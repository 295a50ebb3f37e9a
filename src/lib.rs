//! Indexed d-ary heaps for Rust
//!
//! This crate provides a min-priority queue built on a d-ary heap (each node has
//! up to `d` children) with an auxiliary identity index, so that arbitrary live
//! elements can be found and re-prioritised without scanning.
//!
//! # Features
//!
//! - **Configurable arity**: any branching factor `d >= 2`, fixed at construction
//! - **O(1) membership**: `contains` and position lookups go through a hash index
//! - **In-place priority changes**: O(log_d n) `increase_priority`,
//!   O(d · log_d n) `decrease_priority`
//! - **Bulk construction**: O(n) `insert_many` via bottom-up heapify
//! - **Pathfinding**: Dijkstra, A* and bounded search using the heap as open set
//!
//! Lower cost means higher priority: `pop_min` always yields the cheapest element.
//!
//! # Example
//!
//! ```rust
//! use indexed_dheap::{Element, HeapError, IndexedDHeap};
//!
//! let mut heap = IndexedDHeap::new(4)?;
//! heap.insert(Element::new("item1", 5))?;
//! heap.insert(Element::new("item2", 3))?;
//!
//! heap.increase_priority(&"item1", 1)?;
//! assert_eq!(heap.peek_min(), Some(&Element::new("item1", 1)));
//!
//! // Priority changes must move strictly in the named direction
//! assert_eq!(heap.increase_priority(&"item2", 3), Err(HeapError::InvalidTransition));
//! # Ok::<(), HeapError>(())
//! ```

pub mod dheap;
pub mod element;
pub mod error;
pub mod pathfinding;

pub use dheap::{DHeapBuilder, IndexedDHeap, DEFAULT_ARITY};
pub use element::Element;
pub use error::HeapError;
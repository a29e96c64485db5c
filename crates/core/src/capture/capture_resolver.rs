use std::path::Path;
use std::sync::Arc;

use crate::capture::domain::camera_source::CameraSource;
use crate::capture::domain::capture_error::{CaptureError, ProbeError};
use crate::capture::domain::capture_options::CaptureOptions;
use crate::capture::domain::capture_source::{CaptureSource, SourceKind};
use crate::capture::domain::directory_source::DirectorySource;
use crate::capture::domain::frame_decoder::FrameDecoder;
use crate::capture::domain::image_source::ImageSource;
use crate::capture::domain::read_metrics::{NullReadMetrics, ReadMetrics};
use crate::capture::domain::video_source::VideoSource;
use crate::capture::infrastructure::system_decoder::SystemDecoder;

/// Probe order. Cheap, specific interpretations come first so that a camera
/// is only activated when nothing on disk matches.
const PROBE_ORDER: [SourceKind; 4] = [
    SourceKind::Image,
    SourceKind::Dir,
    SourceKind::Video,
    SourceKind::Camera,
];

/// Turns an input descriptor into a capture source by trying each source
/// kind in turn.
pub struct CaptureResolver {
    decoder: Arc<dyn FrameDecoder>,
    metrics: Arc<dyn ReadMetrics>,
}

impl CaptureResolver {
    pub fn new(decoder: Arc<dyn FrameDecoder>, metrics: Arc<dyn ReadMetrics>) -> Self {
        Self { decoder, metrics }
    }

    /// Opens `input` as the first source kind that accepts it.
    ///
    /// When every kind declines, the error lists the "matched but failed"
    /// diagnostics if there are any, otherwise the structural mismatches.
    pub fn open(
        &self,
        input: &str,
        options: &CaptureOptions,
    ) -> Result<Box<dyn CaptureSource>, CaptureError> {
        if options.read_length_limit == 0 {
            return Err(CaptureError::ZeroReadLengthLimit);
        }

        let mut invalid_inputs = Vec::new();
        let mut open_errors = Vec::new();

        for kind in PROBE_ORDER {
            match self.probe(kind, input, options) {
                Ok(source) => {
                    log::info!("Opened {input} as {kind}");
                    return Ok(source);
                }
                Err(ProbeError::InvalidInput(message)) => {
                    log::debug!("{kind} rejected {input}: {message}");
                    invalid_inputs.push(message);
                }
                Err(ProbeError::OpenError(message)) => {
                    log::debug!("{kind} failed to open {input}: {message}");
                    open_errors.push(message);
                }
            }
        }

        let messages = if open_errors.is_empty() {
            invalid_inputs
        } else {
            open_errors
        };
        Err(CaptureError::Unresolved { messages })
    }

    fn probe(
        &self,
        kind: SourceKind,
        input: &str,
        options: &CaptureOptions,
    ) -> Result<Box<dyn CaptureSource>, ProbeError> {
        let path = Path::new(input);
        let metrics = Arc::clone(&self.metrics);
        Ok(match kind {
            SourceKind::Image => Box::new(ImageSource::open(
                path,
                options.looping,
                self.decoder.as_ref(),
                metrics,
            )?),
            SourceKind::Dir => Box::new(DirectorySource::open(
                path,
                options.looping,
                options.initial_frame_index,
                options.read_length_limit,
                Arc::clone(&self.decoder),
                metrics,
            )?),
            SourceKind::Video => Box::new(VideoSource::open(
                path,
                options.looping,
                options.initial_frame_index,
                options.read_length_limit,
                self.decoder.as_ref(),
                metrics,
            )?),
            SourceKind::Camera => Box::new(CameraSource::open(
                input,
                options.looping,
                options.initial_frame_index,
                options.read_length_limit,
                options.camera_resolution,
                self.decoder.as_ref(),
                metrics,
            )?),
        })
    }
}

impl Default for CaptureResolver {
    fn default() -> Self {
        Self::new(Arc::new(SystemDecoder::new()), Arc::new(NullReadMetrics))
    }
}

/// Opens `input` with the system codecs and no metrics.
pub fn open_images_capture(
    input: &str,
    options: &CaptureOptions,
) -> Result<Box<dyn CaptureSource>, CaptureError> {
    CaptureResolver::default().open(input, options)
}
use std::path::Path;

use crate::capture::domain::frame_decoder::{CameraDevice, FrameDecoder, FrameStream};
use crate::shared::frame::Frame;

/// Decodes still images with the pure-Rust `image` crate.
///
/// Only still images are supported; `open_video` and `open_camera` always
/// return `None`. Combine with other backends through
/// [`SystemDecoder`](super::system_decoder::SystemDecoder).
#[derive(Clone, Copy, Debug, Default)]
pub struct ImageCrateDecoder;

/// Converts a decoded image of any pixel layout to a tightly packed RGB frame.
pub(crate) fn rgb_frame(img: image::DynamicImage) -> Frame {
    let rgb = img.into_rgb8();
    let (width, height) = rgb.dimensions();
    Frame::new(rgb.into_raw(), width, height, 3, 0)
}

fn decode(path: &Path) -> image::ImageResult<image::DynamicImage> {
    image::ImageReader::open(path)?
        .with_guessed_format()?
        .decode()
}

impl FrameDecoder for ImageCrateDecoder {
    /// The format is sniffed from the file's leading bytes; the extension is
    /// only a fallback for formats without a signature.
    fn decode_image(&self, path: &Path) -> Option<Frame> {
        match decode(path) {
            Ok(img) => Some(rgb_frame(img)),
            Err(e) => {
                log::debug!("ImageCrateDecoder: {}: {e}", path.display());
                None
            }
        }
    }

    fn open_video(&self, _path: &Path) -> Option<Box<dyn FrameStream>> {
        None
    }

    fn open_camera(&self, _index: u32) -> Option<Box<dyn CameraDevice>> {
        None
    }
}
use std::fs;
use std::path::Path;
use std::sync::Arc;
use std::time::Instant;

use crate::capture::domain::capture_error::{CaptureError, ProbeError};
use crate::capture::domain::capture_source::{CaptureSource, SourceKind};
use crate::capture::domain::frame_decoder::FrameDecoder;
use crate::capture::domain::read_metrics::{record_since, ReadMetrics};
use crate::shared::constants::STILL_FRAME_RATE;
use crate::shared::frame::Frame;

/// A single still image presented as a stream.
///
/// Non-looping sources yield the image once; looping sources yield a fresh
/// copy on every read and never end.
pub struct ImageSource {
    frame: Option<Frame>,
    looping: bool,
    metrics: Arc<dyn ReadMetrics>,
}

impl ImageSource {
    pub fn open(
        path: &Path,
        looping: bool,
        decoder: &dyn FrameDecoder,
        metrics: Arc<dyn ReadMetrics>,
    ) -> Result<Self, ProbeError> {
        if !is_readable_file(path) {
            return Err(ProbeError::invalid_input(format!(
                "Can't find the image by {}",
                path.display()
            )));
        }

        let frame = decoder.decode_image(path).ok_or_else(|| {
            ProbeError::open_error(format!("Can't open the image from {}", path.display()))
        })?;
        log::debug!(
            "ImageSource: image {}, {}x{}",
            path.display(),
            frame.width(),
            frame.height()
        );

        Ok(Self {
            frame: Some(frame),
            looping,
            metrics,
        })
    }
}

fn is_readable_file(path: &Path) -> bool {
    fs::metadata(path).map(|m| m.is_file()).unwrap_or(false) && fs::File::open(path).is_ok()
}

impl CaptureSource for ImageSource {
    fn read(&mut self) -> Result<Option<Frame>, CaptureError> {
        let start = Instant::now();
        let frame = if self.looping {
            self.frame.clone()
        } else {
            self.frame.take()
        };
        if frame.is_some() {
            record_since(self.metrics.as_ref(), start);
        }
        Ok(frame)
    }

    fn frame_rate(&self) -> f64 {
        STILL_FRAME_RATE
    }

    fn kind(&self) -> SourceKind {
        SourceKind::Image
    }
}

> _ASSIGNMENT_: Within the listing above, each line containing "from" is counted once; report the total and nothing else.

> _OUTPUT_: 2